Gender-neutral bathrooms, according to the GSRA, can benefit Skyline students by providing a safe facility for transgender and gender non-conforming people. This also can benefit students who require the assistance of a caregiver of a different gender. Current gender-neutral bathrooms can be found in the main office, the gym, and the nurse’s clinic. 

Kristin Mahler, Skyline School Nurse said, “I know there are a variety of reasons it benefits students. I am happy to have it!”

As thankful as students are to have the current gender-neutral restrooms, the location of the gym and main office bathrooms are inconvenient to those who aren’t on those floors. Additionally, there are many instances where the nurse’s office and other bathroom locations are locked or otherwise inaccessible. All current gender neutral bathrooms also allow a limited capacity of students, which may potentially result in backups and longer waiting times. 

“While there are theoretically gender-neutral bathrooms at Skyline, in practice, they are inaccessible for the majority of students,” says McGlohon. “They are only single-stalled and they are difficult to access for disabled folk. As of now all gender-neutral bathrooms at Skyline are reliant upon the willingness of staff, which, while they have been supportive thus far, is not an absolute guaranteed resource.”

Reassuringly, as stated in the proposal, the implementation of gender neutral restrooms has been successful in other high schools.

According to the proposal, “Michigan has seen success with all-gender bathrooms at other schools such as Lakeshore High School in Stevensville, MI, and Concord Academy in Petoskey, MI. Public Schools in Madison have also pledged to build all-gender bathrooms in every school as well. There are also larger examples like Canada, which has required accessible all-gender bathrooms in all-state funded buildings since 2010.”

The GSRA believes this to be the responsibility of the school, if not the district. In accordance with the rules and regulations released by the Education Office for Civil Rights (OCR). The OCR enforces Federal civil rights laws that prohibit discrimination within programs that run on federal financial assistance.
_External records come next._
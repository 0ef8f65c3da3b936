use serde::{Deserialize, Serialize};
use serde_json::Value;

use crate::error::ResolveError;

/// A search hit with its optional fields already resolved: pages without a
/// rank sort last, missing strings are empty.
#[derive(Debug, Clone, PartialEq, Eq)]
pub struct CandidatePage {
    pub rank_index: i64,
    pub title: String,
    pub summary_text: String,
    pub canonical_url: String,
}

impl CandidatePage {
    pub fn new(rank_index: i64, title: &str, summary_text: &str, canonical_url: &str) -> Self {
        CandidatePage {
            rank_index,
            title: title.to_string(),
            summary_text: summary_text.to_string(),
            canonical_url: canonical_url.to_string(),
        }
    }

    /// Whether this page can be shown as the main article: it has an extract
    /// that doesn't look like a disambiguation page, and a link.
    pub fn is_displayable(&self) -> bool {
        if self.summary_text.is_empty() {
            return false;
        }
        let summary = self.summary_text.to_lowercase();
        if summary.ends_with("may refer to:") || summary.contains("disambiguation") {
            return false;
        }
        !self.canonical_url.is_empty()
    }
}

impl From<&Value> for CandidatePage {
    /// Every field of a page object is optional and read leniently: a field
    /// of the wrong type counts as missing, and a page that isn't an object
    /// at all has no title.
    fn from(page: &Value) -> Self {
        CandidatePage {
            rank_index: rank_field(page),
            title: text_field(page, "title"),
            summary_text: text_field(page, "extract"),
            canonical_url: text_field(page, "fullurl"),
        }
    }
}

/// Strings as-is, numbers and booleans as their text, anything else empty.
fn text_field(page: &Value, key: &str) -> String {
    match page.get(key) {
        Some(Value::String(s)) => s.clone(),
        Some(v @ (Value::Number(_) | Value::Bool(_))) => v.to_string(),
        _ => String::new(),
    }
}

/// The search rank, accepting `1`, `1.0` and `"1"`. Pages without a usable
/// rank sort last.
fn rank_field(page: &Value) -> i64 {
    let Some(index) = page.get("index") else {
        return i64::MAX;
    };
    index
        .as_i64()
        .or_else(|| index.as_f64().map(|f| f as i64))
        .or_else(|| index.as_str().and_then(|s| s.trim().parse().ok()))
        .unwrap_or(i64::MAX)
}

#[derive(Serialize, Deserialize, Debug, Clone, PartialEq, Eq)]
pub struct Article {
    pub title: String,
    pub summary: String,
    pub link: String,
}

impl Article {
    /// Only called for candidates that passed `is_displayable`, so all
    /// three fields are non-empty.
    pub(crate) fn from_candidate(candidate: &CandidatePage) -> Self {
        Article {
            title: candidate.title.clone(),
            summary: candidate.summary_text.clone(),
            link: candidate.canonical_url.clone(),
        }
    }
}

#[derive(Serialize, Deserialize, Debug, Clone, PartialEq, Eq)]
#[serde(tag = "status", rename_all = "snake_case")]
pub enum SearchResult {
    Success {
        article: Article,
        suggestions: Vec<String>,
    },
    Failure {
        message: String,
    },
}

impl SearchResult {
    pub fn is_success(&self) -> bool {
        matches!(self, SearchResult::Success { .. })
    }

    pub fn article(&self) -> Option<&Article> {
        match self {
            SearchResult::Success { article, .. } => Some(article),
            SearchResult::Failure { .. } => None,
        }
    }

    pub fn suggestions(&self) -> &[String] {
        match self {
            SearchResult::Success { suggestions, .. } => suggestions,
            SearchResult::Failure { .. } => &[],
        }
    }

    pub fn message(&self) -> Option<&str> {
        match self {
            SearchResult::Success { .. } => None,
            SearchResult::Failure { message } => Some(message),
        }
    }
}

impl From<ResolveError> for SearchResult {
    fn from(err: ResolveError) -> Self {
        SearchResult::Failure {
            message: err.to_string(),
        }
    }
}

/// Pull the candidate pages out of a raw API response.
///
/// Returns `Ok(None)` when the body is blank or `query.pages` is missing,
/// empty or not an object. Only invalid JSON is an error.
pub fn parse_candidates(raw: &str) -> Result<Option<Vec<CandidatePage>>, serde_json::Error> {
    if raw.trim().is_empty() {
        return Ok(None);
    }
    let root: Value = serde_json::from_str(raw)?;
    let pages = match root.get("query").and_then(|q| q.get("pages")) {
        Some(Value::Object(pages)) if !pages.is_empty() => pages,
        _ => return Ok(None),
    };

    Ok(Some(pages.values().map(CandidatePage::from).collect()))
}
According to the OCR, according to the proposal, “A school’s Title IX obligation to ensure nondiscrimination on the basis of sex requires schools to provide transgender students equal access to educational programs and activities even in circumstances in which other students, parents, or community members raise objections or concerns.”

Editors’ note:  Liam McGlohon (‘23) is also a reporter for The Skyline Post but did not contribute to the reporting or writing of this article.